— ABOUT THIS EXERCISE —
Among the lines of the records, count those containing the word "eccentricity", then give the number alone.

########

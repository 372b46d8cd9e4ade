/*
    Nyx, blazing fast astrodynamics
    Copyright (C) 2018-onwards Christopher Rabotin <christopher.rabotin@gmail.com>

    This program is free software: you can redistribute it and/or modify
    it under the terms of the GNU Affero General Public License as published
    by the Free Software Foundation, either version 3 of the License, or
    (at your option) any later version.

    This program is distributed in the hope that it will be useful,
    but WITHOUT ANY WARRANTY; without even the implied warranty of
    MERCHANTABILITY or FITNESS FOR A PARTICULAR PURPOSE.  See the
    GNU Affero General Public License for more details.

    You should have received a copy of the GNU Affero General Public License
    along with this program.  If not, see <https://www.gnu.org/licenses/>.
*/

use super::{
    AnalyticModelDegradedSnafu, InertialState, InvalidTleSnafu, PropagationError,
    UnsupportedGravityModelSnafu,
};
use crate::cosmic::{EARTH_EQUATORIAL_RADIUS_M, EARTH_FLATTENING, SECONDS_PER_DAY};
use crate::linalg::Vector3;
use crate::time::JD_J2000;
use enum_iterator::Sequence;
use serde_derive::{Deserialize, Serialize};
use snafu::ensure;
use std::f64::consts::{PI, TAU};
use std::fmt;
use std::str::FromStr;

/// Gravity constants used by SGP4.
#[derive(Copy, Clone, Debug, PartialEq, Eq, Hash, Serialize, Deserialize, Sequence)]
#[serde(rename_all = "lowercase")]
pub enum GravityModel {
    Wgs72Old,
    Wgs72,
    Wgs84,
}

impl GravityModel {
    pub fn geopotential(&self) -> sgp4::Geopotential {
        match self {
            // Not provided by the sgp4 crate; from the reference `getgravconst` (Vallado, 2006)
            Self::Wgs72Old => sgp4::Geopotential {
                ae: 6378.135,
                ke: 0.074_366_916_1,
                j2: 0.001_082_616,
                j3: -0.000_002_538_81,
                j4: -0.000_001_655_97,
            },
            Self::Wgs72 => sgp4::WGS72,
            Self::Wgs84 => sgp4::WGS84,
        }
    }
}

impl FromStr for GravityModel {
    type Err = PropagationError;

    fn from_str(s: &str) -> Result<Self, Self::Err> {
        match s.trim().to_lowercase().as_str() {
            "wgs72old" => Ok(Self::Wgs72Old),
            "wgs72" => Ok(Self::Wgs72),
            "wgs84" => Ok(Self::Wgs84),
            _ => UnsupportedGravityModelSnafu { name: s.to_string() }.fail(),
        }
    }
}

impl fmt::Display for GravityModel {
    fn fmt(&self, f: &mut fmt::Formatter) -> fmt::Result {
        match self {
            Self::Wgs72Old => write!(f, "wgs72old"),
            Self::Wgs72 => write!(f, "wgs72"),
            Self::Wgs84 => write!(f, "wgs84"),
        }
    }
}

/// The SGP4 elements and initialized constants of a two line element set.
///
/// Built once from the two lines and never mutated afterwards.
pub struct OrbitalElementRecord {
    elements: sgp4::Elements,
    constants: sgp4::Constants,
    gravity_model: GravityModel,
    epoch_jd: f64,
}

impl OrbitalElementRecord {
    /// Parses the two lines and initializes SGP4 with the provided gravity model.
    pub fn from_tle(
        line1: &str,
        line2: &str,
        gravity_model: GravityModel,
    ) -> Result<Self, PropagationError> {
        ensure!(
            !line1.trim().is_empty() && !line2.trim().is_empty(),
            InvalidTleSnafu {
                details: "empty line"
            }
        );
        let elements = sgp4::Elements::from_tle(None, line1.trim().as_bytes(), line2.trim().as_bytes())
            .map_err(|e| PropagationError::InvalidTle {
                details: format!("{e:?}"),
            })?;

        let orbit_0 = sgp4::Orbit::from_kozai_elements(
            &gravity_model.geopotential(),
            elements.inclination.to_radians(),
            elements.right_ascension.to_radians(),
            elements.eccentricity,
            elements.argument_of_perigee.to_radians(),
            elements.mean_anomaly.to_radians(),
            // rev/day to rad/min
            elements.mean_motion * PI / 720.0,
        )
        .map_err(|e| PropagationError::InvalidTle {
            details: format!("{e:?}"),
        })?;

        let constants = sgp4::Constants::new(
            gravity_model.geopotential(),
            sgp4::iau_epoch_to_sidereal_time,
            elements.epoch(),
            elements.drag_term,
            orbit_0,
        )
        .map_err(|e| PropagationError::InvalidTle {
            details: format!("{e:?}"),
        })?;

        // The sgp4 epoch is counted in Julian years since J2000
        let epoch_jd = JD_J2000 + elements.epoch() * 365.25;

        Ok(Self {
            elements,
            constants,
            gravity_model,
            epoch_jd,
        })
    }

    /// Position (m) and velocity (m/s) in the TEME frame `minutes_since_epoch` after the TLE epoch.
    pub fn propagate_minutes(
        &self,
        minutes_since_epoch: f64,
    ) -> Result<(Vector3<f64>, Vector3<f64>), PropagationError> {
        let prediction = self.constants.propagate(minutes_since_epoch).map_err(|e| {
            error!("SGP4 failed {minutes_since_epoch:.3} min after epoch: {e:?}");
            PropagationError::AnalyticModelDegraded {
                minutes_since_epoch,
                details: format!("{e:?}"),
            }
        })?;
        let position_m = Vector3::from(prediction.position) * 1e3;
        let velocity_m_s = Vector3::from(prediction.velocity) * 1e3;

        // SGP4 may still return a state after the satellite has reentered
        let polar_radius_m = EARTH_EQUATORIAL_RADIUS_M * (1.0 - EARTH_FLATTENING);
        if !(position_m.norm() >= polar_radius_m) {
            error!(
                "SGP4 state {minutes_since_epoch:.3} min after epoch is below the surface ({:.3} km)",
                position_m.norm() * 1e-3
            );
            return AnalyticModelDegradedSnafu {
                minutes_since_epoch,
                details: format!("orbit decayed, radius is {:.3} km", position_m.norm() * 1e-3),
            }
            .fail();
        }
        Ok((position_m, velocity_m_s))
    }

    /// Julian day (UTC) of the TLE epoch.
    pub fn epoch_jd(&self) -> f64 {
        self.epoch_jd
    }

    pub fn gravity_model(&self) -> GravityModel {
        self.gravity_model
    }

    pub fn norad_id(&self) -> u64 {
        self.elements.norad_id
    }

    pub fn inclination_rad(&self) -> f64 {
        self.elements.inclination.to_radians()
    }

    pub fn raan_rad(&self) -> f64 {
        self.elements.right_ascension.to_radians()
    }

    pub fn eccentricity(&self) -> f64 {
        self.elements.eccentricity
    }

    /// Mean motion, in rad/s.
    pub fn mean_motion_rad_s(&self) -> f64 {
        self.elements.mean_motion * TAU / SECONDS_PER_DAY
    }
}

impl fmt::Debug for OrbitalElementRecord {
    fn fmt(&self, f: &mut fmt::Formatter) -> fmt::Result {
        f.debug_struct("OrbitalElementRecord")
            .field("norad_id", &self.elements.norad_id)
            .field("epoch_jd", &self.epoch_jd)
            .field("gravity_model", &self.gravity_model)
            .field("inclination_deg", &self.elements.inclination)
            .field("raan_deg", &self.elements.right_ascension)
            .field("eccentricity", &self.elements.eccentricity)
            .field("mean_motion_rev_day", &self.elements.mean_motion)
            .finish()
    }
}

/// SGP4 propagation of a two line element set.
///
/// No integration happens: each call evaluates the analytic model at the requested date, so the cost
/// does not depend on the simulation step, and the output only depends on that date.
#[derive(Debug)]
pub struct Sgp4Propagation {
    record: OrbitalElementRecord,
    state: InertialState,
}

impl Sgp4Propagation {
    /// Initializes SGP4 from the two lines and evaluates it at `current_jd`.
    pub fn new(
        line1: &str,
        line2: &str,
        gravity_model: GravityModel,
        current_jd: f64,
    ) -> Result<Self, PropagationError> {
        let record = OrbitalElementRecord::from_tle(line1, line2, gravity_model)?;
        info!("SGP4 propagation of {record:?}");
        let mut me = Self {
            record,
            state: InertialState::default(),
        };
        me.propagate(current_jd)?;
        Ok(me)
    }

    pub fn propagate(&mut self, current_jd: f64) -> Result<InertialState, PropagationError> {
        let minutes_since_epoch = (current_jd - self.record.epoch_jd()) * 1_440.0;
        let (position_i_m, velocity_i_m_s) = self.record.propagate_minutes(minutes_since_epoch)?;
        self.state = InertialState::new(position_i_m, velocity_i_m_s);
        debug!("SGP4 propagation {minutes_since_epoch:.3} min after epoch");
        Ok(self.state)
    }

    pub fn state(&self) -> InertialState {
        self.state
    }

    pub fn record(&self) -> &OrbitalElementRecord {
        &self.record
    }

    /// Mean angular velocity of the orbit in the inertial frame, in rad/s: the mean motion along the orbit normal.
    pub fn mean_orbital_rate_i(&self) -> Vector3<f64> {
        let (sin_i, cos_i) = self.record.inclination_rad().sin_cos();
        let (sin_raan, cos_raan) = self.record.raan_rad().sin_cos();
        self.record.mean_motion_rad_s() * Vector3::new(sin_i * sin_raan, -sin_i * cos_raan, cos_i)
    }
}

########

— SOLUTION TO THE EXERCISE —
4